In the request query parameters, specify the following fields:

  • cursor (optional)
    • When you request a batch of denylist entries from Privy, the API will return a cursor for the next batch of denylist entries in the next_cursor field of the response. This will be a denylist ID, which is a string.
    • If you are requesting the first batch of denylist entries for your app, do not include a cursor in your request parameters.
    • If you have already requested a batch of denylist entries and want to request the next batch, set the cursor in your request parameters to be the next_cursor returned by the API in your previous query. If the provided cursor is not a valid denylist ID, the API will return an error.
  • limit (optional): The number of users you would like the API to return. Defaults to 1000.
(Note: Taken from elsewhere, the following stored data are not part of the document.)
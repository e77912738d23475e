//! Domain service for season pass pricing, orders and payment callbacks.

use chrono::{DateTime, Utc};
use serde::Serialize;
use thiserror::Error;

use crate::clients::tranzila::TranzilaCallback;
use crate::db::User;
use crate::domain::{Money, OrderStatus, SeriesId};

/// Errors specific to season pass operations.
#[derive(Debug, Error)]
pub enum SeasonPassError {
    #[error("Series not found: {0}")]
    SeriesNotFound(SeriesId),

    #[error("Coupon not found: {0}")]
    CouponNotFound(String),

    #[error("Coupon {0} is inactive")]
    CouponInactive(String),

    #[error("Coupon {0} is not valid yet")]
    CouponNotYetValid(String),

    #[error("Coupon {0} has expired")]
    CouponExpired(String),

    #[error("Coupon {0} reached its usage limit")]
    CouponExhausted(String),

    #[error("Coupon {code} does not apply to series {series_id}")]
    CouponNotApplicable { code: String, series_id: SeriesId },

    #[error("User already owns an active season pass for series {0}")]
    AlreadyOwned(SeriesId),

    #[error("Order not found: {0}")]
    OrderNotFound(String),

    #[error("Order {order_id} cannot be activated from status {status}")]
    InvalidTransition {
        order_id: String,
        status: OrderStatus,
    },

    #[error("Payment declined with response code {0}")]
    PaymentDeclined(String),

    #[error("Callback signature mismatch")]
    InvalidSignature,

    #[error("Validation failed: {0}")]
    Validation(String),

    #[error("Database error: {0}")]
    Database(String),

    #[error("Internal error: {0}")]
    Internal(String),
}

impl SeasonPassError {
    /// Customer-facing message shown by the web client.
    #[must_use]
    pub fn user_message(&self) -> String {
        match self {
            Self::SeriesNotFound(_) => "הסדרה לא נמצאה".to_string(),
            Self::CouponNotFound(_) => "קופון לא נמצא".to_string(),
            Self::CouponInactive(_) => "הקופון אינו פעיל".to_string(),
            Self::CouponNotYetValid(_) => "הקופון עדיין לא בתוקף".to_string(),
            Self::CouponExpired(_) => "הקופון פג תוקף".to_string(),
            Self::CouponExhausted(_) => "הקופון הגיע למכסת השימושים".to_string(),
            Self::CouponNotApplicable { .. } => "הקופון אינו תקף לסדרה זו".to_string(),
            Self::AlreadyOwned(_) => "כבר רכשת מנוי עונתי לסדרה זו".to_string(),
            Self::OrderNotFound(_) => "ההזמנה לא נמצאה".to_string(),
            Self::InvalidTransition { .. } => "לא ניתן להפעיל את ההזמנה".to_string(),
            Self::PaymentDeclined(_) => "התשלום נדחה".to_string(),
            Self::InvalidSignature => "אימות התשלום נכשל".to_string(),
            Self::Validation(msg) => msg.clone(),
            Self::Database(_) | Self::Internal(_) => "שגיאת שרת, נסו שוב מאוחר יותר".to_string(),
        }
    }

    /// Short machine-readable reason used in the payment failure redirect.
    #[must_use]
    pub const fn reason(&self) -> &'static str {
        match self {
            Self::PaymentDeclined(_) => "declined",
            Self::InvalidSignature => "invalid_signature",
            Self::OrderNotFound(_) => "order_not_found",
            Self::InvalidTransition { .. } => "invalid_status",
            Self::Validation(_) => "invalid_request",
            _ => "error",
        }
    }
}

impl From<sea_orm::DbErr> for SeasonPassError {
    fn from(err: sea_orm::DbErr) -> Self {
        Self::Database(err.to_string())
    }
}

impl From<anyhow::Error> for SeasonPassError {
    fn from(err: anyhow::Error) -> Self {
        Self::Internal(err.to_string())
    }
}

/// Resolved price for one series, optionally after a coupon.
#[derive(Debug, Clone, Serialize)]
#[serde(rename_all = "camelCase")]
pub struct PriceQuote {
    pub series_id: SeriesId,
    pub base_price: Money,
    pub discount_amount: Money,
    pub final_price: Money,
    #[serde(skip_serializing_if = "Option::is_none")]
    pub coupon_code: Option<String>,
    pub currency: String,
    pub free_episodes_count: i32,
    pub total_episodes_count: i32,
}

#[derive(Debug, Clone)]
pub struct CreateOrderRequest {
    pub series_id: SeriesId,
    pub customer_email: String,
    pub customer_name: String,
    pub customer_phone: Option<String>,
    pub coupon_code: Option<String>,
}

#[derive(Debug, Clone, Serialize)]
#[serde(rename_all = "camelCase")]
pub struct CreatedOrder {
    pub order_id: String,
    pub payment_url: String,
    pub amount: Money,
    pub currency: String,
}

/// What a processed provider callback did to its order.
#[derive(Debug, Clone, PartialEq, Eq)]
pub enum CallbackOutcome {
    Activated { order_id: String },
    AlreadyActive { order_id: String },
    MarkedFailed { order_id: String },
    /// Fail callback for an order already past `pending`.
    Unchanged { order_id: String, status: OrderStatus },
}

impl CallbackOutcome {
    #[must_use]
    pub fn order_id(&self) -> &str {
        match self {
            Self::Activated { order_id }
            | Self::AlreadyActive { order_id }
            | Self::MarkedFailed { order_id }
            | Self::Unchanged { order_id, .. } => order_id,
        }
    }
}

#[derive(Debug, Clone, Serialize)]
#[serde(rename_all = "camelCase")]
pub struct AccessStatus {
    pub has_access: bool,
    pub purchase_date: Option<DateTime<Utc>>,
}

#[derive(Debug, Clone, Serialize)]
#[serde(rename_all = "camelCase")]
pub struct SeriesSummary {
    pub id: SeriesId,
    pub title: String,
    pub poster_url: Option<String>,
    pub total_episodes: i32,
}

#[derive(Debug, Clone, Serialize)]
#[serde(rename_all = "camelCase")]
pub struct PassSummary {
    pub order_id: String,
    pub series_id: SeriesId,
    pub status: OrderStatus,
    pub price: Money,
    pub discount_amount: Money,
    pub final_price: Money,
    pub currency: String,
    pub coupon_code: Option<String>,
    pub purchased_at: Option<DateTime<Utc>>,
    pub invoice_url: Option<String>,
    pub series: Option<SeriesSummary>,
}

#[derive(Debug, Clone, Serialize)]
#[serde(rename_all = "camelCase")]
pub struct InvoiceInfo {
    pub invoice_url: Option<String>,
    pub invoice_number: Option<String>,
}

/// Domain service trait for the season pass purchase flow.
#[async_trait::async_trait]
pub trait SeasonPassService: Send + Sync {
    /// Base price of a series, with the coupon applied when one is given.
    ///
    /// # Errors
    ///
    /// Returns [`SeasonPassError::SeriesNotFound`] or one of the coupon errors.
    async fn resolve_price(
        &self,
        series_id: SeriesId,
        coupon_code: Option<&str>,
    ) -> Result<PriceQuote, SeasonPassError>;

    /// Same as [`Self::resolve_price`] but a coupon is mandatory.
    async fn validate_coupon(
        &self,
        code: &str,
        series_id: SeriesId,
    ) -> Result<PriceQuote, SeasonPassError>;

    /// Persists a pending order and returns the hosted payment page link.
    async fn create_order(
        &self,
        user: &User,
        request: CreateOrderRequest,
    ) -> Result<CreatedOrder, SeasonPassError>;

    async fn handle_payment_success(
        &self,
        callback: &TranzilaCallback,
    ) -> Result<CallbackOutcome, SeasonPassError>;

    async fn handle_payment_failure(
        &self,
        callback: &TranzilaCallback,
    ) -> Result<CallbackOutcome, SeasonPassError>;

    /// An anonymous viewer never has access.
    async fn check_access(
        &self,
        user: Option<&User>,
        series_id: SeriesId,
    ) -> Result<AccessStatus, SeasonPassError>;

    async fn my_passes(&self, user: &User) -> Result<Vec<PassSummary>, SeasonPassError>;

    async fn get_invoice(&self, order_id: &str) -> Result<InvoiceInfo, SeasonPassError>;

    /// Expires pending orders created before `older_than` and returns how many moved.
    async fn expire_stale_orders(&self, older_than: DateTime<Utc>)
    -> Result<u64, SeasonPassError>;
}
use super::ApiError;
use crate::domain::{OrderId, SeriesId};

pub fn validate_series_id(id: i32) -> Result<SeriesId, ApiError> {
    if id <= 0 {
        return Err(ApiError::validation(format!(
            "מזהה סדרה לא תקין: {id}"
        )));
    }
    Ok(SeriesId::new(id))
}

pub fn validate_episode_number(episode: i32) -> Result<i32, ApiError> {
    if episode <= 0 {
        return Err(ApiError::validation(format!(
            "מספר פרק לא תקין: {episode}"
        )));
    }
    Ok(episode)
}

pub fn validate_order_id(raw: &str) -> Result<OrderId, ApiError> {
    OrderId::parse(raw.trim()).ok_or_else(|| ApiError::validation("מספר הזמנה לא תקין"))
}
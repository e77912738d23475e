use sea_orm::entity::prelude::*;

#[derive(Clone, Debug, PartialEq, DeriveEntityModel)]
#[sea_orm(table_name = "coupons")]
pub struct Model {
    #[sea_orm(primary_key)]
    pub id: i32,

    /// Stored uppercased.
    #[sea_orm(unique)]
    pub code: String,

    /// "percentage" or "fixed"
    pub discount_type: String,

    /// Percent for percentage coupons, shekels for fixed ones.
    pub discount_value: f64,

    /// `None` means the coupon applies to every series.
    pub series_id: Option<i32>,

    pub max_uses: Option<i32>,

    pub used_count: i32,

    pub valid_from: Option<DateTimeUtc>,

    pub valid_until: Option<DateTimeUtc>,

    pub is_active: bool,

    pub created_at: DateTimeUtc,
}

#[derive(Copy, Clone, Debug, EnumIter, DeriveRelation)]
pub enum Relation {
    #[sea_orm(
        belongs_to = "super::series::Entity",
        from = "Column::SeriesId",
        to = "super::series::Column::Id",
        on_update = "NoAction",
        on_delete = "SetNull"
    )]
    Series,
}

impl Related<super::series::Entity> for Entity {
    fn to() -> RelationDef {
        Relation::Series.def()
    }
}

impl ActiveModelBehavior for ActiveModel {}
use chrono::{DateTime, Utc};

use crate::domain::{DiscountType, Money, SeriesId};

#[derive(Debug, Clone, PartialEq)]
pub struct Coupon {
    pub id: i32,
    pub code: String,
    pub discount_type: DiscountType,
    pub discount_value: f64,
    pub series_id: Option<SeriesId>,
    pub max_uses: Option<i32>,
    pub used_count: i32,
    pub valid_from: Option<DateTime<Utc>>,
    pub valid_until: Option<DateTime<Utc>>,
    pub is_active: bool,
    pub created_at: DateTime<Utc>,
}

impl Coupon {
    /// Raw discount this coupon grants on `price`, before clamping.
    #[must_use]
    pub fn raw_discount(&self, price: Money) -> Money {
        match self.discount_type {
            DiscountType::Percentage => price.percent(self.discount_value),
            DiscountType::Fixed => Money::from_major(self.discount_value),
        }
    }

    #[must_use]
    pub fn applies_to(&self, series_id: SeriesId) -> bool {
        self.series_id.is_none_or(|scoped| scoped == series_id)
    }

    #[must_use]
    pub fn is_exhausted(&self) -> bool {
        self.max_uses.is_some_and(|max| self.used_count >= max)
    }
}

#[derive(Debug, Clone)]
pub struct CouponInput {
    pub code: String,
    pub discount_type: DiscountType,
    pub discount_value: f64,
    pub series_id: Option<SeriesId>,
    pub max_uses: Option<i32>,
    pub valid_from: Option<DateTime<Utc>>,
    pub valid_until: Option<DateTime<Utc>>,
    pub is_active: bool,
}

/// Canonical form used for storage and lookup.
#[must_use]
pub fn normalize_code(code: &str) -> String {
    code.trim().to_uppercase()
}
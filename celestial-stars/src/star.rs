//! Decoded star records.

use crate::geometry::{RotationMatrix3, Vector3};

/// Number of distinct B−V color codes.
pub const COLOR_CODES: u8 = 128;

const B_V_MIN: f32 = -0.5;
const B_V_SPAN: f32 = 4.0;

/// Representative chart colors by spectral class, hottest first.
/// Each entry is the upper B−V bound of the class and its RGB.
const SPECTRAL_COLORS: [(f32, [u8; 3]); 7] = [
    (-0.30, [155, 176, 255]), // O
    (0.00, [170, 191, 255]),  // B
    (0.30, [202, 215, 255]),  // A
    (0.58, [248, 247, 255]),  // F
    (0.81, [255, 244, 234]),  // G
    (1.40, [255, 210, 161]),  // K
    (f32::INFINITY, [255, 204, 111]), // M
];

/// B−V color index for a 7-bit color code, spread linearly over
/// `-0.5 ..= 3.5`.
pub fn b_v_from_code(code: u8) -> f32 {
    B_V_MIN + B_V_SPAN * f32::from(code.min(COLOR_CODES - 1)) / f32::from(COLOR_CODES - 1)
}

/// Nearest color code for a B−V index.
pub fn code_from_b_v(b_v: f32) -> u8 {
    let scaled = (b_v - B_V_MIN) / B_V_SPAN * f32::from(COLOR_CODES - 1);
    scaled.round().clamp(0.0, f32::from(COLOR_CODES - 1)) as u8
}

pub fn spectral_rgb(b_v: f32) -> [u8; 3] {
    SPECTRAL_COLORS
        .iter()
        .find(|(upper, _)| b_v <= *upper)
        .map(|(_, rgb)| *rgb)
        .unwrap_or(SPECTRAL_COLORS[SPECTRAL_COLORS.len() - 1].1)
}

/// Astrometric extras carried by the richer record variants.
#[derive(Debug, Clone, Copy, PartialEq, Default)]
pub struct Astrometry {
    /// Proper motion toward east (includes the cos δ factor), mas/yr.
    pub pm_ra: f32,
    /// Proper motion toward north, mas/yr.
    pub pm_dec: f32,
    /// Parallax, mas.
    pub parallax: f32,
    /// Gaia DR3 source id, when the record carries one.
    pub source_id: Option<u64>,
}

/// A star as handed to the rendering layer.
///
/// `hip` is a Hipparcos number resolved lazily by the caller against the
/// bright-star name catalog; the engine never loads names itself.
#[derive(Debug, Clone, Copy, PartialEq)]
pub struct DecodedStar {
    /// Unit vector, J2000 unless precessed by the query.
    pub position: Vector3,
    pub mag: f32,
    /// 7-bit B−V color code, see [`b_v_from_code`].
    pub color: u8,
    pub hip: Option<u32>,
    pub astrometry: Option<Astrometry>,
}

impl DecodedStar {
    pub fn new(position: Vector3, mag: f32, color: u8) -> Self {
        Self {
            position,
            mag,
            color,
            hip: None,
            astrometry: None,
        }
    }

    /// `(ra, dec)` in radians, `ra` in `[0, 2π)`.
    pub fn ra_dec(&self) -> (f64, f64) {
        self.position.to_spherical()
    }

    pub fn ra_dec_deg(&self) -> (f64, f64) {
        let (ra, dec) = self.ra_dec();
        (ra.to_degrees(), dec.to_degrees())
    }

    pub fn b_v(&self) -> f32 {
        b_v_from_code(self.color)
    }

    pub fn rgb(&self) -> [u8; 3] {
        spectral_rgb(self.b_v())
    }

    pub fn precessed(&self, matrix: &RotationMatrix3) -> Self {
        Self {
            position: matrix.apply(&self.position),
            ..*self
        }
    }
}

#[cfg(test)]
mod tests {
    use super::*;

    #[test]
    fn test_color_code_bounds() {
        assert_eq!(b_v_from_code(0), -0.5);
        assert!((b_v_from_code(127) - 3.5).abs() < 1e-6);
        assert_eq!(b_v_from_code(200), b_v_from_code(127));
    }

    #[test]
    fn test_color_code_round_trip() {
        for code in 0..COLOR_CODES {
            assert_eq!(code_from_b_v(b_v_from_code(code)), code);
        }
        assert_eq!(code_from_b_v(-3.0), 0);
        assert_eq!(code_from_b_v(9.0), 127);
    }

    #[test]
    fn test_spectral_rgb_classes() {
        // Vega (A0, B−V 0.0) is blue-white, Betelgeuse (M1, 1.85) orange.
        assert_eq!(spectral_rgb(0.0), [170, 191, 255]);
        assert_eq!(spectral_rgb(1.85), [255, 204, 111]);
        assert_eq!(spectral_rgb(0.65), [255, 244, 234]);
    }

    #[test]
    fn test_ra_dec_deg() {
        let star = DecodedStar::new(crate::geometry::direction_deg(83.633, -5.375), 8.4, 20);
        let (ra, dec) = star.ra_dec_deg();
        assert!((ra - 83.633).abs() < 1e-9);
        assert!((dec + 5.375).abs() < 1e-9);
    }

    #[test]
    fn test_precessed_keeps_photometry() {
        let star = DecodedStar {
            hip: Some(27989),
            ..DecodedStar::new(Vector3::x_axis(), 0.42, 110)
        };
        let m = RotationMatrix3::from_rotation_z(0.1);
        let moved = star.precessed(&m);
        assert_eq!(moved.mag, star.mag);
        assert_eq!(moved.color, star.color);
        assert_eq!(moved.hip, Some(27989));
        assert!((moved.position.angle_to(&star.position) - 0.1).abs() < 1e-12);
    }
}
//! Error type for catalog access.
//!
//! Open-time failures (missing file, bad header, unsupported record format)
//! are reported through [`CatalogError`]. A multi-level catalog treats any of
//! these as "disable this layer" rather than a fatal condition, so the
//! remaining layers keep working with reduced magnitude coverage.
//!
//! Record decoding has no error path: record slices are bounds-checked once
//! when the zone index is built, and every bit pattern decodes to some
//! position and magnitude.

use std::io;
use std::path::PathBuf;
use thiserror::Error;

#[derive(Debug, Error)]
pub enum CatalogError {
    #[error("Failed to open catalog file {path:?}: {source}")]
    Open {
        path: PathBuf,
        #[source]
        source: io::Error,
    },

    #[error("Corrupt catalog header: magic 0x{magic:08x} is neither native nor byte-swapped")]
    CorruptHeader { magic: u32 },

    #[error("Invalid catalog header: {0}")]
    InvalidHeader(String),

    #[error("Unsupported record format: variant id {variant}")]
    UnsupportedFormat { variant: u32 },

    #[error("Unsupported mesh depth {depth} (maximum {max})")]
    UnsupportedDepth { depth: u32, max: u32 },

    #[error("Catalog declares an empty zone index")]
    ZeroIndexSize,

    #[error("Catalog truncated: expected {expected} bytes, got {actual}")]
    Truncated { expected: u64, actual: u64 },

    #[error("Catalog depth {catalog} exceeds mesh depth {mesh}")]
    DepthMismatch { catalog: u32, mesh: u32 },

    #[error("Zone {zone} out of range (catalog has {zones} zones)")]
    ZoneOutOfRange { zone: usize, zones: usize },

    #[error("Configuration error: {0}")]
    Config(String),

    #[error("I/O error: {0}")]
    Io(#[from] io::Error),
}

pub type Result<T> = std::result::Result<T, CatalogError>;

impl CatalogError {
    pub fn open(path: impl Into<PathBuf>, source: io::Error) -> Self {
        Self::Open {
            path: path.into(),
            source,
        }
    }

    pub fn invalid_header(message: impl Into<String>) -> Self {
        Self::InvalidHeader(message.into())
    }

    pub fn config(message: impl Into<String>) -> Self {
        Self::Config(message.into())
    }

    /// Returns `true` for failures caused by the environment (missing or
    /// unreadable files) rather than by the file contents.
    ///
    /// Deployments routinely omit the deepest layers, so these are expected
    /// and logged at a lower severity than format errors.
    pub fn is_recoverable(&self) -> bool {
        matches!(self, Self::Open { .. } | Self::Io(_))
    }
}
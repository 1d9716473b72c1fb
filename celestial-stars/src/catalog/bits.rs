//! Fixed-width bit-field extraction for packed star records.
//!
//! Fields are addressed by `(shift, width)` within a word that has already
//! been read in the file's byte order. Signed fields are stored two's
//! complement in exactly `width` bits and must be sign-extended from that
//! width; widening the raw bits directly would turn every negative
//! coordinate into a large positive one.

#[inline]
pub const fn mask(width: u32) -> u64 {
    if width >= 64 {
        u64::MAX
    } else {
        (1u64 << width) - 1
    }
}

#[inline]
pub const fn extract_unsigned(word: u64, shift: u32, width: u32) -> u64 {
    (word >> shift) & mask(width)
}

/// Sign-extends the low `width` bits of `raw`.
#[inline]
pub const fn sign_extend(raw: u64, width: u32) -> i64 {
    let unused = 64 - width;
    ((raw << unused) as i64) >> unused
}

#[inline]
pub const fn extract_signed(word: u64, shift: u32, width: u32) -> i64 {
    sign_extend(extract_unsigned(word, shift, width), width)
}

/// Largest value a signed field of `width` bits can hold.
#[inline]
pub const fn signed_max(width: u32) -> i64 {
    (1i64 << (width - 1)) - 1
}

#[inline]
pub const fn signed_min(width: u32) -> i64 {
    -(1i64 << (width - 1))
}

/// Writes the low `width` bits of `value` at `shift`, replacing what was
/// there.
#[inline]
pub fn insert_unsigned(word: &mut u64, shift: u32, width: u32, value: u64) {
    let m = mask(width) << shift;
    *word = (*word & !m) | ((value << shift) & m);
}

/// Writes `value` clamped to the signed range of `width` bits.
#[inline]
pub fn insert_signed(word: &mut u64, shift: u32, width: u32, value: i64) {
    let clamped = value.clamp(signed_min(width), signed_max(width));
    insert_unsigned(word, shift, width, clamped as u64);
}

#[cfg(test)]
mod tests {
    use super::*;

    fn check_width(width: u32) {
        let samples = [
            0,
            1,
            -1,
            2,
            -2,
            signed_max(width),
            signed_min(width),
            signed_max(width) / 3,
            signed_min(width) / 7,
        ];
        for shift in [0, 5, 64 - width] {
            for &value in &samples {
                let mut word = u64::MAX;
                insert_signed(&mut word, shift, width, value);
                assert_eq!(
                    extract_signed(word, shift, width),
                    value,
                    "width {} shift {}",
                    width,
                    shift
                );
            }
        }
    }

    #[test]
    fn test_signed_14_bits() {
        check_width(14);
        assert_eq!(sign_extend(0x2000, 14), -8192);
        assert_eq!(sign_extend(0x1fff, 14), 8191);
        assert_eq!(sign_extend(0x3fff, 14), -1);
    }

    #[test]
    fn test_signed_17_bits() {
        check_width(17);
        assert_eq!(sign_extend(0x10000, 17), -65536);
        assert_eq!(sign_extend(0x1ffff, 17), -1);
    }

    #[test]
    fn test_signed_18_bits() {
        check_width(18);
        assert_eq!(sign_extend(0x20000, 18), -131072);
        assert_eq!(sign_extend(0x1ffff, 18), 131071);
        assert_eq!(sign_extend(0x3fffe, 18), -2);
    }

    #[test]
    fn test_signed_20_bits() {
        check_width(20);
        assert_eq!(sign_extend(0x80000, 20), -524288);
        assert_eq!(sign_extend(0xfffff, 20), -1);
        assert_eq!(sign_extend(0x7ffff, 20), 524287);
    }

    #[test]
    fn test_signed_24_and_32_bits() {
        check_width(24);
        check_width(32);
        assert_eq!(sign_extend(0xffff_ffff, 32), -1);
    }

    #[test]
    fn test_naive_widening_is_wrong() {
        // The 18-bit encoding of -5 read without sign extension.
        let mut word = 0u64;
        insert_signed(&mut word, 0, 18, -5);
        assert_eq!(extract_unsigned(word, 0, 18), 0x3fffb);
        assert_eq!(extract_signed(word, 0, 18), -5);
    }

    #[test]
    fn test_insert_clamps_out_of_range() {
        let mut word = 0u64;
        insert_signed(&mut word, 3, 14, 100_000);
        assert_eq!(extract_signed(word, 3, 14), 8191);
        insert_signed(&mut word, 3, 14, -100_000);
        assert_eq!(extract_signed(word, 3, 14), -8192);
    }

    #[test]
    fn test_insert_preserves_neighbours() {
        let mut word = 0u64;
        insert_unsigned(&mut word, 0, 20, 0xabcde);
        insert_unsigned(&mut word, 20, 7, 0x55);
        insert_unsigned(&mut word, 27, 5, 0x1f);
        assert_eq!(extract_unsigned(word, 0, 20), 0xabcde);
        assert_eq!(extract_unsigned(word, 20, 7), 0x55);
        assert_eq!(extract_unsigned(word, 27, 5), 0x1f);
        assert_eq!(word >> 32, 0);
    }
}
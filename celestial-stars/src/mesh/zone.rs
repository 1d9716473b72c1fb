//! Zone numbering.
//!
//! A zone at level `L` is addressed by an index in `0..20·4^L`. The children
//! of zone `i` at level `L` are `4i..4i+4` at level `L+1`, so the descendants
//! of a zone at any deeper level form one contiguous index range.

use std::fmt;
use std::ops::Range;

pub const ROOT_TRIANGLES: usize = 20;

/// Number of zones at `level`.
#[inline]
pub const fn zone_count(level: u32) -> usize {
    ROOT_TRIANGLES << (2 * level)
}

/// A zone address: subdivision level plus index within that level.
#[derive(Debug, Clone, Copy, PartialEq, Eq, Hash, PartialOrd, Ord)]
pub struct ZoneId {
    pub level: u32,
    pub index: u32,
}

impl ZoneId {
    pub const fn new(level: u32, index: u32) -> Self {
        Self { level, index }
    }

    pub fn parent(&self) -> Option<Self> {
        (self.level > 0).then(|| Self::new(self.level - 1, self.index >> 2))
    }

    pub fn children(&self) -> [Self; 4] {
        let base = self.index << 2;
        [0, 1, 2, 3].map(|k| Self::new(self.level + 1, base + k))
    }

    /// Index range of this zone's descendants at `level` (`level >= self.level`).
    pub fn descendants_at(&self, level: u32) -> Range<usize> {
        debug_assert!(level >= self.level);
        let shift = 2 * (level - self.level);
        let start = (self.index as usize) << shift;
        start..start + (1usize << shift)
    }

    /// XOR mask reconciling this mesh's root ordering with the ordering used
    /// by external HTM-style trixel lookup routines. Applying it twice is the
    /// identity.
    pub const fn interop_mask(level: u32) -> u64 {
        1u64 << (2 * level + 3)
    }

    /// Id as understood by an external HTM-style lookup routine.
    pub fn to_external(&self) -> u64 {
        self.index as u64 ^ Self::interop_mask(self.level)
    }

    /// Inverse of [`to_external`](Self::to_external). Returns `None` if the
    /// id maps outside this mesh's zones at `level`.
    pub fn from_external(level: u32, id: u64) -> Option<Self> {
        let index = id ^ Self::interop_mask(level);
        (index < zone_count(level) as u64).then(|| Self::new(level, index as u32))
    }
}

impl fmt::Display for ZoneId {
    fn fmt(&self, f: &mut fmt::Formatter<'_>) -> fmt::Result {
        write!(f, "L{}:{}", self.level, self.index)
    }
}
As an example, to get the first 1000 denylist entries for your app, you should include no URL query parameters:

sh
curl --request GET https://auth.privy.io/api/v1/apps/<your-privy-app-id>/denylist \
-u "<your-privy-app-id>:<your-privy-app-secret>" \
-H "privy-app-id: <your-privy-app-id>"

Then, to get the next 1000 denylist entries for your app, you should pass the next_cursor field of the last response as the cursor in your request query parameters:

sh
# Replace <insert-cursor> below with the `next_cursor` returned by the last query
curl --request GET https://auth.privy.io/api/v1/apps/<your-privy-app-id>/denylist?cursor=<insert-cursor> \
-u "<your-privy-app-id>:<your-privy-app-secret>" \
-H "privy-app-id: <your-privy-app-id>"

Response

A successful response will include:

  • data: the denylist entries as an array
  • next_cursor: the cursor to be used in your next request to this API

Below is an example:

json
{
  "data": [
    {
        "id": "denylist-entry-ID1",
        "rule_type": "email",
        "value": "[email protected]"
    },
    {
        "id": "denylist-entry-ID2",
        "rule_type": "emailDomain",
        "value": "email.com"
    },
    ...
  ],
  "next_cursor": "denylist-entry-ID2"
}

If you need to remove an entry from your denylist, you will need the id field returned in this API response.